Elasmobranchs (sharks, skates, and rays) are a primarily carnivorous group of fish, consuming few carbohydrates. Further, they tend to exhibit delayed responses to glucose and insulin administration in vivo relative to mammals, leading to a presumption of glucose-intolerance. To investigate the glucoregulatory capabilities of the spiny dogfish (Squalus suckleyi), plasma glucose concentration, muscle and liver glycogen content, and glucose transporter (glut1 and 4) mRNA levels were measured following intra-arterial administration of bovine insulin (10ngkg−1) or an approximate doubling of fasting plasma glucose concentration.
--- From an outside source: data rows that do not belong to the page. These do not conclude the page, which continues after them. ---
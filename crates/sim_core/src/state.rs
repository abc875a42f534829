//! The simulation state container and its builders.

use crate::checkpoint::{Checkpoint, CheckpointRegistry};
use crate::combat::{AttackMoveTask, ComboState, SweepTask};
use crate::dash::DashTask;
use crate::entity::{Entity, EntityId, EntityKind, EntityStore, EnemyBrain, Health};
use crate::events::{FxEvent, SceneRequest};
use crate::hazard::Hazard;
use crate::knockback::KnockbackTask;
use crate::movement::MoveParams;
use crate::probe::GroundCheck;
use crate::timer::Countdown;
use anyhow::Result;
use collision_core::{Aabb, LayerMask, Region, Shape, StaticScene};
use data_runtime::archetype::{ArchetypesCfg, DashCfg, EnemyCfg, MovementCfg, PlayerCfg};
use data_runtime::attack::{AttackSpec, AttacksCfg};
use data_runtime::hazard::HazardsCfg;
use data_runtime::scenario::{vec3, HazardKind, Scenario};
use glam::{Vec2, Vec3};
use std::collections::HashMap;

/// Everything loaded from `data/config/`.
#[derive(Clone, Debug)]
pub struct SimConfig {
    pub archetypes: ArchetypesCfg,
    pub attacks: AttacksCfg,
    pub hazards: HazardsCfg,
}

impl SimConfig {
    pub fn load() -> Result<Self> {
        Ok(Self {
            archetypes: data_runtime::archetype::load_archetypes()?,
            attacks: data_runtime::attack::load_attacks()?,
            hazards: data_runtime::hazard::load_hazards()?,
        })
    }
}

/// A motion task owns an entity's movement while it runs; at most one per
/// entity. A new knockback replaces whatever is running.
#[derive(Clone, Debug)]
pub enum MotionTask {
    Knockback(KnockbackTask),
    Dash(DashTask),
    AttackMove(AttackMoveTask),
}

pub struct SimState {
    pub tick: u64,
    pub time_s: f32,
    pub scene: StaticScene,
    pub goal: Option<Region>,
    pub goal_reached: bool,
    pub entities: EntityStore,
    pub player: Option<EntityId>,
    pub hazards: Vec<Hazard>,
    pub checkpoints: Vec<Checkpoint>,
    pub registry: CheckpointRegistry,
    pub motion: HashMap<EntityId, MotionTask>,
    pub sweeps: Vec<SweepTask>,
    pub combo: ComboState,
    pub attack_buffer: bool,
    pub attacks: AttacksCfg,
    pub dash_cfg: DashCfg,
    pub fx: Vec<FxEvent>,
    pub scene_requests: Vec<SceneRequest>,
}

fn move_params(cfg: &MovementCfg) -> MoveParams {
    MoveParams {
        speed_mps: cfg.speed_mps,
        rotation_rate: cfg.rotation_rate,
        gravity: cfg.gravity,
    }
}

impl SimState {
    /// Builds a fresh run from a scenario. The respawn registry starts at
    /// the scenario spawn.
    pub fn new(scenario: &Scenario, cfg: &SimConfig) -> Self {
        Self::with_registry(
            scenario,
            cfg,
            CheckpointRegistry::new(vec3(scenario.player_pos)),
        )
    }

    /// Builds a run that keeps an earlier registry, so the player comes back
    /// at the last checkpoint instead of the scenario spawn.
    pub fn with_registry(
        scenario: &Scenario,
        cfg: &SimConfig,
        registry: CheckpointRegistry,
    ) -> Self {
        let mut scene = StaticScene::new();
        for slab in &scenario.ground {
            scene.add_ground_slab(
                Vec2::from_array(slab.min),
                Vec2::from_array(slab.max),
                slab.top_y,
            );
        }
        for b in &scenario.obstacles {
            scene.add(
                Shape::Aabb(Aabb { min: vec3(b.min), max: vec3(b.max) }),
                LayerMask::OBSTACLE,
            );
        }
        let goal = scenario.goal.map(|g| {
            let min = vec3(g.min);
            let max = vec3(g.max);
            Region::Box { center: (min + max) * 0.5, half_extents: (max - min) * 0.5 }
        });

        let mut state = Self {
            tick: 0,
            time_s: 0.0,
            scene,
            goal,
            goal_reached: false,
            entities: EntityStore::default(),
            player: None,
            hazards: Vec::new(),
            checkpoints: Vec::new(),
            registry,
            motion: HashMap::new(),
            sweeps: Vec::new(),
            combo: ComboState::default(),
            attack_buffer: false,
            attacks: cfg.attacks.clone(),
            dash_cfg: cfg.archetypes.player.dash,
            fx: Vec::new(),
            scene_requests: Vec::new(),
        };

        let spawn = state.registry.spawn_point();
        state.spawn_player(&cfg.archetypes.player, spawn);
        for pos in &scenario.enemy_pos {
            state.spawn_enemy(&cfg.archetypes.enemy, cfg.attacks.enemy.clone(), vec3(*pos));
        }
        for def in &scenario.hazards {
            let pos = vec3(def.pos);
            state.hazards.push(match def.kind {
                HazardKind::SpikePlatform => {
                    Hazard::spike(&cfg.hazards.spike_platform, pos, def.activation_offset)
                }
                HazardKind::ExplosiveBarrel => Hazard::barrel(&cfg.hazards.explosive_barrel, pos),
            });
        }
        for def in &scenario.checkpoints {
            state.checkpoints.push(Checkpoint::new(
                vec3(def.pos),
                vec3(def.spawn_offset),
                def.activation_radius,
            ));
        }
        log::info!(
            "scenario '{}': {} enemies, {} hazards, {} checkpoints",
            scenario.name,
            scenario.enemy_pos.len(),
            scenario.hazards.len(),
            scenario.checkpoints.len()
        );
        state
    }

    pub fn spawn_player(&mut self, cfg: &PlayerCfg, pos: Vec3) -> EntityId {
        let mp = move_params(&cfg.movement);
        let ground = GroundCheck::from_cfg(&cfg.ground_check);
        let id = self.entities.spawn(|id| Entity {
            id,
            kind: EntityKind::Player,
            pos,
            yaw: 0.0,
            radius: cfg.radius,
            half_height: cfg.half_height,
            hp: Health::full(cfg.max_hp),
            damageable: true,
            ordinary_movement: true,
            dead: false,
            move_params: mp,
            ground,
            damage_cooldown_s: cfg.damage_cooldown_s,
            damage_cooldown: Countdown::default(),
            attack_cooldown: Countdown::default(),
            dash_cooldown: Countdown::default(),
            brain: None,
        });
        self.player = Some(id);
        id
    }

    pub fn spawn_enemy(&mut self, cfg: &EnemyCfg, attack: AttackSpec, pos: Vec3) -> EntityId {
        let mp = move_params(&cfg.movement);
        let ground = GroundCheck::from_cfg(&cfg.ground_check);
        let brain = EnemyBrain {
            found_player: false,
            vision_poll: Countdown::default(),
            vision_range: cfg.vision_range,
            attack_range: cfg.attack_range,
            attack,
        };
        self.entities.spawn(|id| Entity {
            id,
            kind: EntityKind::Enemy,
            pos,
            yaw: 0.0,
            radius: cfg.radius,
            half_height: cfg.half_height,
            hp: Health::full(cfg.max_hp),
            damageable: true,
            ordinary_movement: true,
            dead: false,
            move_params: mp,
            ground,
            damage_cooldown_s: cfg.damage_cooldown_s,
            damage_cooldown: Countdown::default(),
            attack_cooldown: Countdown::default(),
            dash_cooldown: Countdown::default(),
            brain: Some(brain),
        })
    }

    /// Drains this tick's presentation events.
    pub fn drain_fx(&mut self) -> Vec<FxEvent> {
        std::mem::take(&mut self.fx)
    }

    /// Drains pending scene transitions (game over, victory).
    pub fn drain_scene_requests(&mut self) -> Vec<SceneRequest> {
        std::mem::take(&mut self.scene_requests)
    }
}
Within 6h, following glucose administration, approximately half of the introduced glucose load had been cleared, with control levels being restored by 24h post-injection. It was determined that plasma clearance was due in part to increased uptake by the tissues as muscle and liver glycogen content increased significantly, correlating with an upregulation of glut mRNA levels. Following administration of bovine insulin, plasma glucose steadily decreased through 18h before returning toward control levels. Observed decreases in plasma glucose following insulin injection were, however, relatively minor, and no increases in tissue glycogen content were observed. glut4 and glycogen synthase mRNA levels did significantly increase in the muscle in response to insulin, but no changes occurred in the liver. The responses observed mimic what occurs in mammals and teleosts, thus suggesting a conserved mechanism for glucose homeostasis in vertebrates and a high degree of glucose tolerance in these predominantly carnivorous fish.